• _PROMPT_
Before answering, work out how many lines below contain the string "crate"; the reply is that number alone.

• _RECORDS TO USE_
<<<<
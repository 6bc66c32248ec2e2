//! Handlers for the `/shows` resource.

use axum::extract::{Path, State};
use axum::http::StatusCode;
use axum::response::IntoResponse;
use axum::Json;

use callsheet_core::error::CoreError;
use callsheet_core::types::DbId;
use callsheet_core::validation::validate_title;
use callsheet_db::models::show::{CreateShow, UpdateShow};
use callsheet_db::repositories::ShowRepo;

use crate::error::{AppError, AppResult};
use crate::middleware::rbac::{RequireManageShows, RequireViewSchedule};
use crate::response::DataResponse;
use crate::state::AppState;

/// GET /shows
pub async fn list(
    RequireViewSchedule(auth): RequireViewSchedule,
    State(state): State<AppState>,
) -> AppResult<impl IntoResponse> {
    let shows = ShowRepo::list(&state.pool, auth.company_id).await?;
    Ok(Json(DataResponse { data: shows }))
}

/// GET /shows/{id}
pub async fn get_by_id(
    RequireViewSchedule(auth): RequireViewSchedule,
    State(state): State<AppState>,
    Path(id): Path<DbId>,
) -> AppResult<impl IntoResponse> {
    let show = ShowRepo::find_by_id(&state.pool, auth.company_id, id)
        .await?
        .ok_or_else(|| AppError::Core(CoreError::NotFound { entity: "Show", id }))?;
    Ok(Json(DataResponse { data: show }))
}

/// POST /shows
pub async fn create(
    RequireManageShows(auth): RequireManageShows,
    State(state): State<AppState>,
    Json(input): Json<CreateShow>,
) -> AppResult<impl IntoResponse> {
    validate_title(&input.title).map_err(AppError::BadRequest)?;

    let show = ShowRepo::create(&state.pool, auth.company_id, &input).await?;

    tracing::info!(user_id = auth.user_id, show_id = show.id, "Show created");
    Ok((StatusCode::CREATED, Json(DataResponse { data: show })))
}

/// PUT /shows/{id}
pub async fn update(
    RequireManageShows(auth): RequireManageShows,
    State(state): State<AppState>,
    Path(id): Path<DbId>,
    Json(input): Json<UpdateShow>,
) -> AppResult<impl IntoResponse> {
    if let Some(ref title) = input.title {
        validate_title(title).map_err(AppError::BadRequest)?;
    }

    let show = ShowRepo::update(&state.pool, auth.company_id, id, &input)
        .await?
        .ok_or_else(|| AppError::Core(CoreError::NotFound { entity: "Show", id }))?;

    tracing::info!(user_id = auth.user_id, show_id = show.id, "Show updated");
    Ok(Json(DataResponse { data: show }))
}

/// DELETE /shows/{id}
pub async fn delete(
    RequireManageShows(auth): RequireManageShows,
    State(state): State<AppState>,
    Path(id): Path<DbId>,
) -> AppResult<impl IntoResponse> {
    let deleted = ShowRepo::delete(&state.pool, auth.company_id, id).await?;
    if !deleted {
        return Err(AppError::Core(CoreError::NotFound { entity: "Show", id }));
    }

    tracing::info!(user_id = auth.user_id, show_id = id, "Show deleted");
    Ok(StatusCode::NO_CONTENT)
}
>>>>
• _TASK OUTPUT_
4